In the first six months of last year, China Renaissance’s revenue fell by 40 percent and the firm lost $23 million, compared with a $179 million profit in the same period a year earlier.

Since the news of Mr. Bao’s disappearance came out, China Renaissance’s share price has fallen by more than 20 percent.

Mr. Bao was already changing his style to accommodate the country’s leadership. He had kept a much lower media profile in the past few years. In a speech at a big internet conference in 2021, he quoted Mr. Xi’s instructions on the digital economy, using government lingo such as “new era” and “a community with a shared future in cyberspace.”

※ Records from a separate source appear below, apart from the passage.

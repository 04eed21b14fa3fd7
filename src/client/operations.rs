//! Business operations exposed by [`GrowthClient`].
//!
//! Every operation returns an [`Envelope`] and never an error. Credit-earning and
//! credit-spending operations run under the configured [`RetryPolicy`]; the rest are sent
//! once.
//!
//! [`RetryPolicy`]: crate::retry::RetryPolicy

// crates.io
use serde_json::Value;
// self
use crate::{_prelude::*, client::GrowthClient, envelope::Envelope, router::Operation};

/// Profile sent by [`GrowthClient::identify_user`].
#[derive(Clone, Debug, Default, PartialEq, Serialize, Deserialize)]
#[serde(rename_all = "camelCase")]
pub struct UserProfile {
	/// Caller-side stable user identifier.
	pub external_id: String,
	/// Contact email.
	#[serde(default, skip_serializing_if = "Option::is_none")]
	pub email: Option<String>,
	/// Display name.
	#[serde(default, skip_serializing_if = "Option::is_none")]
	pub name: Option<String>,
	/// Free-form attributes.
	#[serde(default, skip_serializing_if = "Option::is_none")]
	pub metadata: Option<Value>,
}
impl UserProfile {
	/// Profile carrying only the external identifier.
	pub fn new(external_id: impl Into<String>) -> Self {
		Self { external_id: external_id.into(), ..Self::default() }
	}
}

/// Credit award sent by [`GrowthClient::earn_credits`].
#[derive(Clone, Debug, PartialEq, Serialize, Deserialize)]
#[serde(rename_all = "camelCase")]
pub struct EarnCredits {
	/// Action that earned the credits.
	pub action: String,
	/// Amount, when the action does not fix it server-side.
	#[serde(default, skip_serializing_if = "Option::is_none")]
	pub amount: Option<i64>,
	/// Free-form attributes.
	#[serde(default, skip_serializing_if = "Option::is_none")]
	pub metadata: Option<Value>,
}

/// Credit debit sent by [`GrowthClient::spend_credits`].
#[derive(Clone, Debug, PartialEq, Serialize, Deserialize)]
#[serde(rename_all = "camelCase")]
pub struct SpendCredits {
	/// Amount to debit.
	pub amount: i64,
	/// What the credits pay for.
	pub reason: String,
	/// Free-form attributes.
	#[serde(default, skip_serializing_if = "Option::is_none")]
	pub metadata: Option<Value>,
}

/// Analytics event sent by [`GrowthClient::track_event`].
#[derive(Clone, Debug, PartialEq, Serialize, Deserialize)]
#[serde(rename_all = "camelCase")]
pub struct TrackEvent {
	/// Event name.
	pub event: String,
	/// Event properties.
	#[serde(default, skip_serializing_if = "Option::is_none")]
	pub properties: Option<Value>,
}

#[derive(Serialize)]
struct ReferralCodeBody<'a> {
	code: &'a str,
}

#[derive(Serialize)]
#[serde(rename_all = "camelCase")]
struct ClaimRewardBody<'a> {
	reward_id: &'a str,
}

impl GrowthClient {
	/// Fetches the current user.
	pub async fn current_user(&self) -> Envelope {
		self.call::<()>(Operation::CurrentUser, None).await
	}

	/// Creates or updates the current user's profile.
	pub async fn identify_user(&self, profile: &UserProfile) -> Envelope {
		self.call(Operation::IdentifyUser, Some(profile)).await
	}

	/// Fetches the user's own referral code.
	pub async fn referral_code(&self) -> Envelope {
		self.call::<()>(Operation::ReferralCode, None).await
	}

	/// Fetches referral statistics.
	pub async fn referral_stats(&self) -> Envelope {
		self.call::<()>(Operation::ReferralStats, None).await
	}

	/// Redeems someone else's referral code.
	pub async fn apply_referral_code(&self, code: &str) -> Envelope {
		self.call(Operation::ApplyReferralCode, Some(&ReferralCodeBody { code })).await
	}

	/// Fetches the credit balance.
	pub async fn credit_balance(&self) -> Envelope {
		self.call::<()>(Operation::CreditBalance, None).await
	}

	/// Earns credits for an action.
	pub async fn earn_credits(&self, request: &EarnCredits) -> Envelope {
		self.call(Operation::EarnCredits, Some(request)).await
	}

	/// Spends credits.
	pub async fn spend_credits(&self, request: &SpendCredits) -> Envelope {
		self.call(Operation::SpendCredits, Some(request)).await
	}

	/// Lists available rewards.
	pub async fn rewards(&self) -> Envelope {
		self.call::<()>(Operation::Rewards, None).await
	}

	/// Claims a reward.
	pub async fn claim_reward(&self, reward_id: &str) -> Envelope {
		self.call(Operation::ClaimReward, Some(&ClaimRewardBody { reward_id })).await
	}

	/// Records an analytics event.
	pub async fn track_event(&self, event: &TrackEvent) -> Envelope {
		self.call(Operation::TrackEvent, Some(event)).await
	}

	async fn call<B>(&self, operation: Operation, body: Option<&B>) -> Envelope
	where
		B: ?Sized + Serialize,
	{
		let (method, path) = (operation.method(), operation.path());

		if operation.is_credit_consuming() {
			self.config.retry.run(operation.as_str(), || self.dispatch(method, path, body)).await
		} else {
			self.dispatch(method, path, body).await.unwrap_or_else(Error::into_envelope)
		}
	}
}

#[cfg(test)]
mod tests {
	// self
	use super::*;

	#[test]
	fn request_bodies_use_camel_case() {
		let profile = UserProfile { email: Some("a@b.example".into()), ..UserProfile::new("u-1") };
		let claim = ClaimRewardBody { reward_id: "r-9" };

		assert_eq!(
			serde_json::to_value(&profile).expect("Profile should serialize."),
			serde_json::json!({ "externalId": "u-1", "email": "a@b.example" })
		);
		assert_eq!(
			serde_json::to_value(&claim).expect("Claim body should serialize."),
			serde_json::json!({ "rewardId": "r-9" })
		);
	}
}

On National Day last October, he posted on WeChat: “Warm congratulations on the 73rd anniversary of the founding of the People’s Republic of China!” His firm made a red digital card for the occasion. It was probably not something Mr. Bao would have done in the past.

It’s not just the government that has grown hostile to the business class. On Weibo, a social media platform, some people said that Mr. Bao’s disappearance proved that he was greedy and lacked judgment.

Last Saturday was the 26th anniversary of the death of China’s former paramount leader, Deng Xiaoping. Some people wrote articles or social media posts to commemorate him, reminiscing about the days when China was opening to the world and its leaders focused on building the economy.

One popular article about Mr. Bao was nostalgic, too. Its headline was “Would Bao Fan want to remain in the year of 2016?” That year was the peak of Mr. Bao’s career. Many people fear it also might have been the peak of China’s tech industry.